Saturday, February 18, 2012

Sketchbooks and Journals

I am not a big journal person.  The collection on the table above is probably half of the journals I have kept over the last twenty five years.  Some are half empty. The one in the middle is the oldest and is from college.  The binding is coming apart and the drawings in it are smudged.  The newest one is the smallest journal just above my one from college.  Now, as I mentioned, I am not a person who is constantly putting my thoughts and feelings about art, life and what I ate this morning into a document that will live beyond me into immortality (or shame).  I am also not a sketcher, an artist who works out everything in miniature before approaching a canvas or piece of watercolor paper. I find nothing wrong with that process, I just am not that patient.  I want to make things as few times as possible before being done.

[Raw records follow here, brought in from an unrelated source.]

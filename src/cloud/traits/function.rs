// ABOUTME: Serverless function operations trait.
// ABOUTME: Replace code, observe readiness, and publish immutable versions.

use super::sealed::Sealed;
use super::shared_types::{FunctionVersion, Readiness};
use crate::types::FunctionName;
use async_trait::async_trait;
use bytes::Bytes;

/// Function platform operations: update code, check readiness, publish.
#[async_trait]
pub trait FunctionOps: Sealed + Send + Sync {
    /// Replace the function's unpublished code with a zip archive.
    async fn update_function_code(
        &self,
        name: &FunctionName,
        archive: Bytes,
    ) -> Result<(), FunctionError>;

    /// Report whether the last code update has finished processing.
    async fn function_readiness(&self, name: &FunctionName) -> Result<Readiness, FunctionError>;

    /// Snapshot the current code as a new immutable version.
    async fn publish_version(&self, name: &FunctionName) -> Result<FunctionVersion, FunctionError>;
}

/// Errors from function platform operations.
#[derive(Debug, thiserror::Error)]
pub enum FunctionError {
    #[error("function not found: {0}")]
    NotFound(String),

    #[error("another update is in progress for function: {0}")]
    UpdateInProgress(String),

    #[error("archive rejected: {0}")]
    InvalidArchive(String),

    #[error("function platform error: {0}")]
    Platform(String),
}
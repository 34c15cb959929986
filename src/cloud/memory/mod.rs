// ABOUTME: In-process cloud backends with the same semantics as the real platforms.
// ABOUTME: Support failure injection and simulated concurrent writers for tests.

mod edge;
mod function;
mod object_store;

pub use edge::{CacheBehavior, DistributionConfig, InvalidationRecord, MemoryEdge};
pub use function::MemoryFunctions;
pub use object_store::{MemoryObjectStore, StoredObject};

use super::Cloud;

/// A fully in-memory cloud.
pub type MemoryCloud = Cloud<MemoryObjectStore, MemoryFunctions, MemoryEdge>;

impl MemoryCloud {
    /// Create an empty in-memory cloud.
    pub fn in_memory() -> Self {
        Cloud::new(
            MemoryObjectStore::new(),
            MemoryFunctions::new(),
            MemoryEdge::new(),
        )
    }
}
// ABOUTME: Tunable settings for each pipeline stage.
// ABOUTME: Upload concurrency, function settle polling, trigger retry, invalidation paths.

use std::time::Duration;

use nonempty::NonEmpty;
use serde::Deserialize;

use super::deserialize::deserialize_paths;
use crate::cloud::EventType;
use crate::types::PathPattern;

#[derive(Debug, Clone, Copy, PartialEq, Eq, Deserialize)]
#[serde(default)]
pub struct PublishSettings {
    /// Maximum number of uploads in flight.
    pub concurrency: usize,
    /// Abort on the first failed upload instead of collecting failures.
    pub strict: bool,
}

impl Default for PublishSettings {
    fn default() -> Self {
        Self {
            concurrency: 8,
            strict: false,
        }
    }
}

#[derive(Debug, Clone, Copy, PartialEq, Eq, Deserialize)]
#[serde(default)]
pub struct FunctionUpdateSettings {
    /// How long to wait for the new code to finish processing.
    #[serde(with = "humantime_serde")]
    pub settle_timeout: Duration,
    #[serde(with = "humantime_serde")]
    pub poll_interval: Duration,
}

impl Default for FunctionUpdateSettings {
    fn default() -> Self {
        Self {
            settle_timeout: Duration::from_secs(60),
            poll_interval: Duration::from_secs(1),
        }
    }
}

#[derive(Debug, Clone, Copy, PartialEq, Eq, Deserialize)]
#[serde(default)]
pub struct TriggerSettings {
    /// Edge event the function version is bound to.
    pub event_type: EventType,
    pub include_body: bool,
    /// Total read-modify-write attempts, including the first.
    pub max_attempts: usize,
    #[serde(with = "humantime_serde")]
    pub min_delay: Duration,
    #[serde(with = "humantime_serde")]
    pub max_delay: Duration,
}

impl Default for TriggerSettings {
    fn default() -> Self {
        Self {
            event_type: EventType::OriginRequest,
            include_body: false,
            max_attempts: 5,
            min_delay: Duration::from_millis(200),
            max_delay: Duration::from_secs(5),
        }
    }
}

#[derive(Debug, Clone, PartialEq, Eq, Deserialize)]
#[serde(default)]
pub struct InvalidationSettings {
    pub enabled: bool,
    #[serde(deserialize_with = "deserialize_paths")]
    pub paths: NonEmpty<PathPattern>,
}

impl Default for InvalidationSettings {
    fn default() -> Self {
        Self {
            enabled: true,
            paths: NonEmpty::new(PathPattern::everything()),
        }
    }
}

#[cfg(test)]
mod tests {
    use super::*;

    #[test]
    fn partial_trigger_section_keeps_other_defaults() {
        let settings: TriggerSettings = serde_yaml::from_str("max_attempts: 2").unwrap();
        assert_eq!(settings.max_attempts, 2);
        assert_eq!(settings.event_type, EventType::OriginRequest);
        assert_eq!(settings.min_delay, Duration::from_millis(200));
    }

    #[test]
    fn durations_use_humantime() {
        let settings: FunctionUpdateSettings =
            serde_yaml::from_str("settle_timeout: 2m\npoll_interval: 250ms").unwrap();
        assert_eq!(settings.settle_timeout, Duration::from_secs(120));
        assert_eq!(settings.poll_interval, Duration::from_millis(250));
    }

    #[test]
    fn empty_invalidation_paths_rejected() {
        let result: Result<InvalidationSettings, _> = serde_yaml::from_str("paths: []");
        assert!(result.is_err());
    }
}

This is what I mostly do in my journals and even my sketch books: I think through structure.  The image above is for a story I have started about the beginnings of cities and culture.  For stories, I do not write down ideas and then figure out an order for those ideas.  I start with an idea and build the structure of the story, going from one thought to the next.  It is an intuitive line of thought and feeling I follow.  Structure comes from my feelings of boredom.   If I am getting bored with an idea, or part of the story, my mind drifts to something more interesting.  I will then pick up that thread and follow it to the next.  In my journal I jot down a beginning and where I want to be at the end of my story.  I will also write down thoughts of what might happen in the middle, but I usually end up somewhere else.  I spend as little time as possible in my journals, preferring to spend it writing or painting or drawing the real piece.


Here is a sketch and the completed ink drawing for a Bartholomew story.  The sketch is maybe 6" x 8".  The final drawing is 10" x 20".  In the sketch I was trying to determine the larger forms in the piece and composition.  By the time I completed the ink drawing, some things had changed from the sketch.  The audience on the sides of the composition are not in arching rows and the council are sitting at a square table area.  Individual faces, bodies and expressions are determined in the moment of drawing.  I like most of my work to be done on the final piece, not on the preliminaries.

Personal journaling is something I no longer do.  As I have looked back over the years at my journals, I find the same drivel repeated every few years.  Obviously, I was not getting anywhere with it.  Like my art, I prefer to spend my time in the final experience of living, not in the sketching out of what I might think about my experience.  I find responding to what is around me far more interesting. But that's me.